YOUR GOAL - Beginning with the line that holds "pub fn load_defaults()", set down each line of the data below through the very last, exactly as given, and nothing beyond that.
____
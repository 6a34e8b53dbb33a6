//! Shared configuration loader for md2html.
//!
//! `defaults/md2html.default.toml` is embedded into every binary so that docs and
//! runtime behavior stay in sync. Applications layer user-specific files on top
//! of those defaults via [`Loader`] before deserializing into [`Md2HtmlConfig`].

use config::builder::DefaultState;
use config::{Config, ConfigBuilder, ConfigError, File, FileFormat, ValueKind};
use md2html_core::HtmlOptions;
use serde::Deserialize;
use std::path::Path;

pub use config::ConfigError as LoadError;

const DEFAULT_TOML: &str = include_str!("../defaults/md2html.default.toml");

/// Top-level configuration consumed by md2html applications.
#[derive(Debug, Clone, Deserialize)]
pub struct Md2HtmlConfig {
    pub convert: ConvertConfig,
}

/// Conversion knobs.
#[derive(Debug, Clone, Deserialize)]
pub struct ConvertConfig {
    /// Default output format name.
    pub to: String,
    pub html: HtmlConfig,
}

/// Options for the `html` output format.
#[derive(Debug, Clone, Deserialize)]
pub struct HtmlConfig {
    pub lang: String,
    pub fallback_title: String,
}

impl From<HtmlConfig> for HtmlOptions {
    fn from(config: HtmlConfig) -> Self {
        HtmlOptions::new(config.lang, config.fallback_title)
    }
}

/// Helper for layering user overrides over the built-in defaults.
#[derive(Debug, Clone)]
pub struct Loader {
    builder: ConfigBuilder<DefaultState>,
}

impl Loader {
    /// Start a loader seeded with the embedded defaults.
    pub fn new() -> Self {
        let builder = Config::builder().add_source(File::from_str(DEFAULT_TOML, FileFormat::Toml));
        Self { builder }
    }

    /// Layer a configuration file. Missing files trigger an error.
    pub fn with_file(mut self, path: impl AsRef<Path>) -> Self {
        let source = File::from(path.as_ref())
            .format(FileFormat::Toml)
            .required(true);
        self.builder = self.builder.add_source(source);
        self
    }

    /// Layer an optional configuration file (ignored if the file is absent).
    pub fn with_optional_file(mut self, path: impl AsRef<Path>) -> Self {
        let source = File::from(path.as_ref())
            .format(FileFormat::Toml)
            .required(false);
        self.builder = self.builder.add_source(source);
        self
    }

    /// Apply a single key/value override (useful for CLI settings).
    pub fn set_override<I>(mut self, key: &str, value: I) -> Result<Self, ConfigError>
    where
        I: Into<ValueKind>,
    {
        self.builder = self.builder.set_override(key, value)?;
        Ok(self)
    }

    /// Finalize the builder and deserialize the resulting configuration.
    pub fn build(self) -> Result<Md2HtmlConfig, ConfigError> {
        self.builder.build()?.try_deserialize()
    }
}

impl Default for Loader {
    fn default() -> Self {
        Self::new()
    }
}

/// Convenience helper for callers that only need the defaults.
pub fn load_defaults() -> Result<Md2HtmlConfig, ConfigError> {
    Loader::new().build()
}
____
ANSWER BOX -
pub fn load_defaults() -> Result<Md2HtmlConfig, ConfigError> {
    Loader::new().build()
}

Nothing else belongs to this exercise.